Ma com'è possibile una recidiva di COVID-19? Secondo il professor Philip Tierno, docente di Microbiologia e Patologia presso l'autorevole Scuola di Medicina dell'Università di New York (NYU), “Una volta che hai l'infezione, potrebbe rimanere inattiva e con sintomi minimi, e quindi sviluppare un'esacerbazione se si fa strada nei polmoni”. Tierno, intervistato dalla Reuters, ha aggiunto che ci sono ancora molti aspetti sconosciuti del nuovo coronavirus emerso nella città di Wuhan, nella provincia di Hubei: “Non sono sicuro che questo (virus) non sia bi-fasico, come l'antrace”, ha aggiunto lo specialista. L'antrace, conosciuta anche come carbonchio, è un'infezione causata da un batterio (il Bacillus anthracis) e non da un virus, ed è caratterizzata da un andamento bifasico. Nella fase iniziale si manifesta con sintomi non specifici, come febbre, tosse e malessere generalizzato, dunque molto simili a quelli di una sindrome influenzale (proprio come la COVID-19 innescata dal coronavirus); nella seconda, che si palesa a pochi giorni di distanza dalla prima, l'infezione degenera con la comparsa di gravi difficoltà respiratorie, sepsi e perdita di coscienza. L'antrace è letale nel 20 percento dei casi, dunque molto più della COVID-19.

Alla luce del caso della donna giapponese, il ministro della Sanità nipponico Katsunobu Kato ha dichiarato in parlamento che si dovrebbero tenere sotto controllo gli elenchi dei pazienti guariti e dimessi, proprio per verificare una possibile recrudescenza della patologia infettiva.

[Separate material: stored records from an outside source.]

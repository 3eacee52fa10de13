//! Map point sampling.
//!
//! The store pre-filters candidates to the NYC bounding box and caps them
//! at [`GEO_SAMPLE_LIMIT`] in dataset order. Each candidate is then checked
//! again before it becomes a [`GeoPoint`]; failures are logged and dropped.

use crash_map_analytics_models::{GEO_SAMPLE_LIMIT, GeoPoint};
use crash_map_collision_models::{BoundingBox, CollisionFilter, CollisionRecord, NYC_BOUNDS};
use crash_map_dataset::CollisionStore;
use thiserror::Error;

use crate::{AnalyticsError, StepExt as _};

/// Borough reported for points without one.
pub const UNKNOWN_BOROUGH: &str = "Unknown";

/// Why a record cannot be placed on the map.
#[derive(Debug, Clone, PartialEq, Error)]
pub enum GeoValidationError {
    /// One or both coordinates are absent.
    #[error("collision {collision_id} has no coordinates")]
    MissingCoordinates {
        /// Offending collision.
        collision_id: i64,
    },

    /// A coordinate is NaN or infinite.
    #[error("collision {collision_id} has non-finite coordinates ({latitude}, {longitude})")]
    NonFinite {
        /// Offending collision.
        collision_id: i64,
        /// Latitude as stored.
        latitude: f64,
        /// Longitude as stored.
        longitude: f64,
    },

    /// The point lies outside the map bounds.
    #[error("collision {collision_id} lies outside the map bounds ({latitude}, {longitude})")]
    OutOfBounds {
        /// Offending collision.
        collision_id: i64,
        /// Latitude as stored.
        latitude: f64,
        /// Longitude as stored.
        longitude: f64,
    },
}

/// Converts a record into a map point if its coordinates are valid.
///
/// # Errors
///
/// * If a coordinate is missing, non-finite, or outside `bounds`
pub fn to_geo_point(
    record: &CollisionRecord,
    bounds: &BoundingBox,
) -> Result<GeoPoint, GeoValidationError> {
    let collision_id = record.collision_id;
    let (Some(latitude), Some(longitude)) = (record.latitude, record.longitude) else {
        return Err(GeoValidationError::MissingCoordinates { collision_id });
    };

    if !latitude.is_finite() || !longitude.is_finite() {
        return Err(GeoValidationError::NonFinite {
            collision_id,
            latitude,
            longitude,
        });
    }
    if !bounds.contains(latitude, longitude) {
        return Err(GeoValidationError::OutOfBounds {
            collision_id,
            latitude,
            longitude,
        });
    }

    Ok(GeoPoint {
        latitude,
        longitude,
        borough: record
            .borough
            .clone()
            .unwrap_or_else(|| UNKNOWN_BOROUGH.to_string()),
        vehicle_type: record.vehicle_type.clone(),
        injury_type: record.injury_status.clone(),
        hour: record.hour_of_day,
        crash_date: record.timestamp_label(),
    })
}

/// Returns up to [`GEO_SAMPLE_LIMIT`] validated points matching `filter`.
///
/// # Errors
///
/// * If the store fails to produce candidates
pub fn sample_geo(
    store: &dyn CollisionStore,
    filter: &CollisionFilter,
) -> Result<Vec<GeoPoint>, AnalyticsError> {
    let candidates = store
        .geo_candidates(filter, &NYC_BOUNDS, GEO_SAMPLE_LIMIT)
        .step("geo_data")?;

    Ok(candidates
        .iter()
        .filter_map(|record| {
            to_geo_point(record, &NYC_BOUNDS)
                .inspect_err(|e| log::debug!("Dropping map point: {e}"))
                .ok()
        })
        .collect())
}
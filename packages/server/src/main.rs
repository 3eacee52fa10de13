#![cfg_attr(feature = "fail-on-warnings", deny(warnings))]
#![warn(clippy::all, clippy::pedantic, clippy::nursery, clippy::cargo)]
#![allow(clippy::multiple_crate_versions, clippy::cargo_common_metadata)]

//! Crash map API server binary.

#[actix_web::main]
async fn main() -> Result<(), crash_map_server::ServerError> {
    crash_map_server::run_server().await
}
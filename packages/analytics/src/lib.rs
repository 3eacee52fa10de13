#![cfg_attr(feature = "fail-on-warnings", deny(warnings))]
#![warn(clippy::all, clippy::pedantic, clippy::nursery, clippy::cargo)]
#![allow(clippy::multiple_crate_versions, clippy::cargo_common_metadata)]

//! Collision statistics engine.
//!
//! Composes the aggregate primitives of a [`CollisionStore`] into the
//! [`StatsBundle`] served by `/api/stats`, samples map points for the same
//! filter, and lists the values available for each filter dimension. The
//! engine is written once against the store trait and never knows which
//! backend is active.
//!
//! [`CollisionStore`]: crash_map_dataset::CollisionStore
//! [`StatsBundle`]: crash_map_analytics_models::StatsBundle

pub mod catalog;
pub mod geo;
pub mod stats;

use crash_map_collision_models::InvalidFilterError;
use crash_map_dataset::{LoadError, StoreError};
use thiserror::Error;

pub use catalog::list_filter_options;
pub use geo::{GeoValidationError, sample_geo};
pub use stats::{compute_filtered, compute_stats};

/// Errors that can occur while computing statistics.
#[derive(Debug, Error)]
pub enum AnalyticsError {
    /// The filter specification could not be interpreted.
    #[error(transparent)]
    InvalidFilter(#[from] InvalidFilterError),

    /// The dataset could not be loaded.
    #[error("Dataset unavailable: {0}")]
    Load(#[from] LoadError),

    /// One aggregation step failed. No partial result is produced.
    #[error("Failed to compute {step}: {source}")]
    Aggregation {
        /// Name of the failed step.
        step: &'static str,
        /// Store failure.
        #[source]
        source: StoreError,
    },
}

/// Tags a store failure with the aggregation step it happened in.
trait StepExt<T> {
    fn step(self, step: &'static str) -> Result<T, AnalyticsError>;
}

impl<T> StepExt<T> for Result<T, StoreError> {
    fn step(self, step: &'static str) -> Result<T, AnalyticsError> {
        self.map_err(|source| {
            log::error!("Aggregation step {step} failed: {source}");
            AnalyticsError::Aggregation { step, source }
        })
    }
}

#[cfg(test)]
pub(crate) mod fixtures {
    use chrono::{NaiveDate, NaiveDateTime};
    use crash_map_collision_models::CollisionRecord;

    pub fn ts(year: i32, month: u32, day: u32, hour: u32) -> NaiveDateTime {
        NaiveDate::from_ymd_opt(year, month, day)
            .unwrap()
            .and_hms_opt(hour, 0, 0)
            .unwrap()
    }

    pub fn person(
        collision_id: i64,
        person_id: &str,
        borough: &str,
        timestamp: NaiveDateTime,
    ) -> CollisionRecord {
        let mut record = CollisionRecord {
            collision_id,
            crash_timestamp: Some(timestamp),
            borough: Some(borough.to_string()),
            person_id: Some(person_id.to_string()),
            latitude: Some(40.65),
            longitude: Some(-73.95),
            ..CollisionRecord::default()
        };
        record.derive_time_attributes();
        record
    }

    /// Collision A: two person-rows in BROOKLYN, 2022. Collision B: one
    /// person-row in QUEENS, 2021.
    pub fn two_collisions() -> Vec<CollisionRecord> {
        vec![
            person(100, "a1", "BROOKLYN", ts(2022, 5, 2, 8)),
            person(100, "a2", "BROOKLYN", ts(2022, 5, 2, 8)),
            person(200, "b1", "QUEENS", ts(2021, 11, 20, 17)),
        ]
    }
}

#[cfg(test)]
mod tests {
    use crash_map_collision_models::FilterSpec;
    use crash_map_dataset::MemoryStore;

    use super::*;

    #[test]
    fn invalid_year_is_reported_as_invalid_filter() {
        let store = MemoryStore::from_records(fixtures::two_collisions());
        let spec = FilterSpec {
            year: Some("20x2".to_string()),
            ..FilterSpec::default()
        };

        let err = compute_stats(&store, &spec).unwrap_err();
        assert!(matches!(err, AnalyticsError::InvalidFilter(_)));
        assert!(err.to_string().contains("20x2"));
    }

    #[test]
    fn store_failures_name_the_step() {
        let err = Err::<(), _>(StoreError::Conversion {
            message: "bad".to_string(),
        })
        .step("by_hour")
        .unwrap_err();

        assert!(matches!(
            err,
            AnalyticsError::Aggregation {
                step: "by_hour",
                ..
            }
        ));
        assert_eq!(err.to_string(), "Failed to compute by_hour: Conversion error: bad");
    }
}
//! Writes parsed collision records into a `DuckDB` table.
//!
//! The table is dropped and recreated on every import, rows are inserted in
//! multi-row `INSERT` chunks, indexes are built after the data is in, and
//! the final row and collision counts are read back for verification.

use std::path::Path;

use crash_map_collision_models::{CollisionRecord, columns};
use duckdb::Connection;

use crate::LoadError;
use crate::progress::ProgressCallback;
use crate::sql::{quote_ident, validate_table_name};

/// Rows per `INSERT` statement unless overridden.
pub const DEFAULT_CHUNK_SIZE: usize = 5000;

/// Column definitions of the collision table, in insert order.
const SCHEMA: &[(&str, &str)] = &[
    (columns::COLLISION_ID, "BIGINT NOT NULL"),
    (columns::CRASH_DATE, "TIMESTAMP"),
    (columns::YEAR, "INTEGER"),
    (columns::HOUR, "INTEGER"),
    (columns::DAY, "INTEGER"),
    (columns::SEASON, "VARCHAR"),
    (columns::BOROUGH, "VARCHAR"),
    (columns::LATITUDE, "DOUBLE"),
    (columns::LONGITUDE, "DOUBLE"),
    (columns::VEHICLE_TYPE, "VARCHAR"),
    (columns::CONTRIBUTING_FACTOR, "VARCHAR"),
    (columns::PERSON_ID, "VARCHAR"),
    (columns::PERSON_TYPE, "VARCHAR"),
    (columns::PERSON_INJURY, "VARCHAR"),
    (columns::PERSONS_INJURED, "INTEGER"),
    (columns::PERSONS_KILLED, "INTEGER"),
    (columns::SAFETY_USED, "INTEGER"),
];

/// Secondary indexes: name suffix and indexed columns.
const INDEXES: &[(&str, &[&str])] = &[
    ("collision_id", &[columns::COLLISION_ID]),
    ("crash_date", &[columns::CRASH_DATE]),
    ("year", &[columns::YEAR]),
    ("borough", &[columns::BOROUGH]),
    ("person_type", &[columns::PERSON_TYPE]),
    ("location", &[columns::LATITUDE, columns::LONGITUDE]),
];

/// Outcome of an import.
#[derive(Debug, Clone, Copy, PartialEq, Eq)]
pub struct ImportSummary {
    /// Rows reported inserted by the `INSERT` statements.
    pub inserted: u64,
    /// Rows counted in the table afterwards.
    pub rows: u64,
    /// Distinct collision ids counted in the table afterwards.
    pub collisions: u64,
}

/// Drops `table` if it exists and recreates it empty.
///
/// `table` must already be a quoted identifier.
///
/// # Errors
///
/// * If a statement fails
pub fn create_table(conn: &Connection, table: &str) -> Result<(), LoadError> {
    let definitions = SCHEMA
        .iter()
        .map(|(name, sql_type)| format!("{} {sql_type}", quote_ident(name)))
        .collect::<Vec<_>>()
        .join(",\n    ");

    conn.execute_batch(&format!(
        "DROP TABLE IF EXISTS {table};\nCREATE TABLE {table} (\n    {definitions}\n);"
    ))?;
    Ok(())
}

/// Inserts `records` in chunks of `chunk_size` rows.
///
/// # Errors
///
/// * If preparing or executing an `INSERT` fails
pub fn insert_records(
    conn: &Connection,
    table: &str,
    records: &[CollisionRecord],
    chunk_size: usize,
    progress: &dyn ProgressCallback,
) -> Result<u64, LoadError> {
    let column_list = SCHEMA
        .iter()
        .map(|(name, _)| quote_ident(name))
        .collect::<Vec<_>>()
        .join(", ");
    let row_placeholders = SCHEMA
        .iter()
        .map(|(name, _)| {
            if *name == columns::CRASH_DATE {
                "CAST(? AS TIMESTAMP)"
            } else {
                "?"
            }
        })
        .collect::<Vec<_>>()
        .join(", ");

    progress.set_total(records.len() as u64);
    let mut total_inserted = 0u64;

    for chunk in records.chunks(chunk_size.max(1)) {
        let mut sql = format!("INSERT INTO {table} ({column_list}) VALUES ");
        for i in 0..chunk.len() {
            if i > 0 {
                sql.push_str(", ");
            }
            sql.push('(');
            sql.push_str(&row_placeholders);
            sql.push(')');
        }

        let mut stmt = conn.prepare(&sql)?;
        let mut param_idx = 1usize;

        for record in chunk {
            stmt.raw_bind_parameter(param_idx, record.collision_id)?;
            stmt.raw_bind_parameter(param_idx + 1, record.timestamp_label())?;
            stmt.raw_bind_parameter(param_idx + 2, record.year)?;
            stmt.raw_bind_parameter(param_idx + 3, record.hour_of_day.map(i32::from))?;
            stmt.raw_bind_parameter(param_idx + 4, record.day_of_week.map(i32::from))?;
            stmt.raw_bind_parameter(param_idx + 5, record.season.as_deref())?;
            stmt.raw_bind_parameter(param_idx + 6, record.borough.as_deref())?;
            stmt.raw_bind_parameter(param_idx + 7, record.latitude)?;
            stmt.raw_bind_parameter(param_idx + 8, record.longitude)?;
            stmt.raw_bind_parameter(param_idx + 9, record.vehicle_type.as_deref())?;
            stmt.raw_bind_parameter(param_idx + 10, record.contributing_factor.as_deref())?;
            stmt.raw_bind_parameter(param_idx + 11, record.person_id.as_deref())?;
            stmt.raw_bind_parameter(param_idx + 12, record.person_type.as_deref())?;
            stmt.raw_bind_parameter(param_idx + 13, record.injury_status.as_deref())?;
            stmt.raw_bind_parameter(param_idx + 14, record.persons_injured_count)?;
            stmt.raw_bind_parameter(param_idx + 15, record.persons_killed_count)?;
            stmt.raw_bind_parameter(
                param_idx + 16,
                record.safety_equipment_used.map(i32::from),
            )?;
            param_idx += SCHEMA.len();
        }

        let rows = stmt.raw_execute()?;
        total_inserted += u64::try_from(rows).unwrap_or(0);
        progress.inc(chunk.len() as u64);
    }

    progress.finish(format!("Inserted {total_inserted} rows"));
    Ok(total_inserted)
}

/// Creates the secondary indexes on `table`.
///
/// # Errors
///
/// * If an index cannot be created
pub fn create_indexes(conn: &Connection, table_name: &str) -> Result<(), LoadError> {
    let table = validate_table_name(table_name)?;
    for (suffix, index_columns) in INDEXES {
        let index = quote_ident(&format!("idx_{table_name}_{suffix}"));
        let cols = index_columns
            .iter()
            .map(|c| quote_ident(c))
            .collect::<Vec<_>>()
            .join(", ");
        log::debug!("Creating index {index}");
        conn.execute_batch(&format!("CREATE INDEX {index} ON {table} ({cols});"))?;
    }
    Ok(())
}

/// Returns the row count and distinct collision count of `table`.
///
/// # Errors
///
/// * If the count query fails
pub fn verify(conn: &Connection, table: &str) -> Result<(u64, u64), LoadError> {
    let (rows, collisions): (i64, i64) = conn.query_row(
        &format!(
            "SELECT COUNT(*), COUNT(DISTINCT {}) FROM {table}",
            quote_ident(columns::COLLISION_ID)
        ),
        [],
        |row| Ok((row.get(0)?, row.get(1)?)),
    )?;
    Ok((
        u64::try_from(rows).unwrap_or(0),
        u64::try_from(collisions).unwrap_or(0),
    ))
}

/// Writes `records` into `table` of the database at `path`, replacing any
/// previous contents.
///
/// # Errors
///
/// * If `table` is not a plain identifier
/// * If the database cannot be opened or written
pub fn write_table(
    path: &Path,
    table: &str,
    records: &[CollisionRecord],
    chunk_size: usize,
    progress: &dyn ProgressCallback,
) -> Result<ImportSummary, LoadError> {
    let quoted = validate_table_name(table)?;
    if let Some(parent) = path.parent().filter(|p| !p.as_os_str().is_empty()) {
        std::fs::create_dir_all(parent)?;
    }

    let conn = Connection::open(path)?;

    log::info!("Creating table {quoted}...");
    create_table(&conn, &quoted)?;

    log::info!("Inserting {} rows in chunks of {chunk_size}...", records.len());
    let inserted = insert_records(&conn, &quoted, records, chunk_size, progress)?;

    log::info!("Creating indexes...");
    create_indexes(&conn, table)?;

    let (rows, collisions) = verify(&conn, &quoted)?;
    log::info!("Table {quoted} holds {rows} rows, {collisions} unique collisions");

    Ok(ImportSummary {
        inserted,
        rows,
        collisions,
    })
}
#![cfg_attr(feature = "fail-on-warnings", deny(warnings))]
#![warn(clippy::all, clippy::pedantic, clippy::nursery, clippy::cargo)]
#![allow(clippy::multiple_crate_versions, clippy::cargo_common_metadata)]

//! CSV to `DuckDB` import for the collision dataset.
//!
//! Parses the cleaned collision CSV with the same rules the server's CSV
//! backend uses, then replaces the target table with the parsed rows so the
//! server can run against `DATASET_BACKEND=duckdb`.

use std::path::PathBuf;

use clap::Parser;
use crash_map_dataset::LoadError;
use crash_map_dataset::flat_file::{log_summary, read_path};
use crash_map_dataset::import::{DEFAULT_CHUNK_SIZE, ImportSummary, write_table};
use crash_map_dataset::progress::ProgressCallback;
use indicatif::{MultiProgress, ProgressBar, ProgressStyle};

/// Command-line arguments.
#[derive(Debug, Clone, Parser)]
#[command(
    name = "crash_map_import",
    about = "Import the collision CSV into a DuckDB table"
)]
pub struct Args {
    /// CSV file to import
    #[arg(long, default_value = "crashes_cleaned.csv")]
    pub csv: PathBuf,
    /// `DuckDB` database file to write
    #[arg(long, default_value = "data/crashes.duckdb")]
    pub database: PathBuf,
    /// Table to (re)create
    #[arg(long, default_value = "crashes")]
    pub table: String,
    /// Only import the first N data rows
    #[arg(long, env = "SAMPLE_ROWS")]
    pub sample_rows: Option<usize>,
    /// Rows per `INSERT` statement
    #[arg(long, default_value_t = DEFAULT_CHUNK_SIZE)]
    pub chunk_size: usize,
}

/// Errors that abort an import.
#[derive(Debug, thiserror::Error)]
pub enum ImportError {
    /// The input CSV does not exist.
    #[error("CSV file not found: {}", path.display())]
    MissingCsv {
        /// Path given on the command line.
        path: PathBuf,
    },
    /// Parsing the CSV or writing the table failed.
    #[error(transparent)]
    Load(#[from] LoadError),
}

/// An `indicatif` row counter for the table being written.
pub struct IndicatifProgress(ProgressBar);

impl IndicatifProgress {
    /// Adds a bar labelled with `table` to `multi`.
    #[must_use]
    pub fn rows_bar(multi: &MultiProgress, table: &str) -> Self {
        let bar = multi.add(ProgressBar::new(0));
        if let Ok(style) = ProgressStyle::with_template("{msg} {wide_bar} {pos}/{len} [{eta}]") {
            bar.set_style(style);
        }
        bar.set_message(format!("Writing {table}"));
        Self(bar)
    }
}

impl ProgressCallback for IndicatifProgress {
    fn set_total(&self, total: u64) {
        self.0.set_length(total);
    }

    fn inc(&self, delta: u64) {
        self.0.inc(delta);
    }

    fn finish(&self, msg: String) {
        self.0.finish_with_message(msg);
    }
}

/// Routes `RUST_LOG`-filtered `pretty_env_logger` output through `multi`
/// so log lines print above the bar.
#[must_use]
pub fn init_logger() -> MultiProgress {
    let multi = MultiProgress::new();
    let logger = pretty_env_logger::formatted_builder()
        .parse_env("RUST_LOG")
        .build();
    log::set_max_level(logger.filter());
    if indicatif_log_bridge::LogWrapper::new(multi.clone(), logger)
        .try_init()
        .is_err()
    {
        log::debug!("Logger already initialized");
    }
    multi
}

/// Imports `args.csv` into `args.table` of `args.database`, replacing the
/// table if it exists.
///
/// # Errors
///
/// * If the CSV file does not exist or cannot be parsed
/// * If the table name is invalid or the database cannot be written
pub fn run(args: &Args, progress: &dyn ProgressCallback) -> Result<ImportSummary, ImportError> {
    if !args.csv.is_file() {
        return Err(ImportError::MissingCsv {
            path: args.csv.clone(),
        });
    }

    match args.sample_rows {
        Some(n) => log::info!("Reading first {n} rows of {}...", args.csv.display()),
        None => log::info!("Reading {}...", args.csv.display()),
    }
    let table = read_path(&args.csv, args.sample_rows)?;
    log_summary(&table);

    let summary = write_table(
        &args.database,
        &args.table,
        &table.records,
        args.chunk_size,
        progress,
    )?;

    if summary.rows != table.records.len() as u64 {
        log::warn!(
            "Parsed {} rows but the table holds {}",
            table.records.len(),
            summary.rows
        );
    }
    log::info!(
        "Imported {} rows ({} collisions) into {}",
        summary.rows,
        summary.collisions,
        args.database.display()
    );

    Ok(summary)
}

#[cfg(test)]
mod tests {
    use crash_map_dataset::progress::NullProgress;

    use super::*;

    const SAMPLE: &str = "\
COLLISION_ID,CRASH_DATE,BOROUGH,LATITUDE,LONGITUDE,PERSON_ID,PERSON_TYPE
1,2022-03-14 17:05:00,BROOKLYN,40.65,-73.95,p1,Pedestrian
1,2022-03-14 17:05:00,BROOKLYN,40.65,-73.95,p2,Occupant
2,2021-06-01 08:00:00,QUEENS,40.7,-73.8,p3,Cyclist
3,2020-01-01 00:30:00,BRONX,,,p4,Occupant
";

    fn temp_path(ext: &str) -> PathBuf {
        std::env::temp_dir().join(format!("crash_map_import_{}.{ext}", uuid::Uuid::new_v4()))
    }

    fn args(csv: PathBuf, database: PathBuf) -> Args {
        Args {
            csv,
            database,
            table: "crashes".to_string(),
            sample_rows: None,
            chunk_size: 2,
        }
    }

    #[test]
    fn parses_flags() {
        let args = Args::try_parse_from([
            "crash_map_import",
            "--csv",
            "in.csv",
            "--database",
            "out.duckdb",
            "--table",
            "persons",
            "--sample-rows",
            "10",
            "--chunk-size",
            "100",
        ])
        .unwrap();

        assert_eq!(args.csv, PathBuf::from("in.csv"));
        assert_eq!(args.database, PathBuf::from("out.duckdb"));
        assert_eq!(args.table, "persons");
        assert_eq!(args.sample_rows, Some(10));
        assert_eq!(args.chunk_size, 100);
    }

    #[test]
    fn defaults_match_server_configuration() {
        let args = Args::try_parse_from(["crash_map_import"]).unwrap();
        assert_eq!(args.csv, PathBuf::from("crashes_cleaned.csv"));
        assert_eq!(args.database, PathBuf::from("data/crashes.duckdb"));
        assert_eq!(args.table, "crashes");
        assert_eq!(args.chunk_size, DEFAULT_CHUNK_SIZE);
    }

    #[test]
    fn imports_csv_into_table() {
        let csv = temp_path("csv");
        let database = temp_path("duckdb");
        std::fs::write(&csv, SAMPLE).unwrap();

        let summary = run(&args(csv.clone(), database.clone()), &NullProgress).unwrap();
        assert_eq!(summary.rows, 4);
        assert_eq!(summary.collisions, 3);

        let conn = duckdb::Connection::open(&database).unwrap();
        let (year, hour): (i32, i32) = conn
            .query_row(
                "SELECT \"YEAR\", \"HOUR\" FROM crashes WHERE \"PERSON_ID\" = 'p3'",
                [],
                |row| Ok((row.get(0)?, row.get(1)?)),
            )
            .unwrap();
        assert_eq!((year, hour), (2021, 8));
        drop(conn);

        let _ = std::fs::remove_file(&csv);
        let _ = std::fs::remove_file(&database);
    }

    #[test]
    fn sample_rows_limits_import() {
        let csv = temp_path("csv");
        let database = temp_path("duckdb");
        std::fs::write(&csv, SAMPLE).unwrap();

        let mut args = args(csv.clone(), database.clone());
        args.sample_rows = Some(2);
        let summary = run(&args, &NullProgress).unwrap();
        assert_eq!(summary.rows, 2);
        assert_eq!(summary.collisions, 1);

        let _ = std::fs::remove_file(&csv);
        let _ = std::fs::remove_file(&database);
    }

    #[test]
    fn progress_bar_counts_written_rows() {
        let multi = MultiProgress::with_draw_target(indicatif::ProgressDrawTarget::hidden());
        let progress = IndicatifProgress::rows_bar(&multi, "crashes");
        assert_eq!(progress.0.message(), "Writing crashes");

        progress.set_total(10);
        progress.inc(4);
        assert_eq!(progress.0.length(), Some(10));
        assert_eq!(progress.0.position(), 4);

        progress.finish("done".to_string());
        assert!(progress.0.is_finished());
    }

    #[test]
    fn missing_csv_is_reported() {
        let args = args(temp_path("csv"), temp_path("duckdb"));
        assert!(matches!(
            run(&args, &NullProgress),
            Err(ImportError::MissingCsv { .. })
        ));
        assert!(!args.database.exists());
    }
}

Coronavirus meno pericoloso del previsto

Come dichiarato a fanpage dalla virologa Ilaria Capua, il nuovo coronavirus potrebbe essere presente in Italia da diverso tempo, persino da mesi. Il fatto che fino ad oggi sia rimasto “nascosto” e che al momento si stiano registrando così tanti casi può essere vista come una buona notizia: “Tanto più cresce il numero delle persone infette – o meglio: tanto più scopriamo casi pregressi e passati inosservati – tanto meglio è. Perché vuol dire che il numero degli infetti è maggiore di quanto pensavamo. E il potenziale letale del virus, molto minore”, ha affermato la specialista.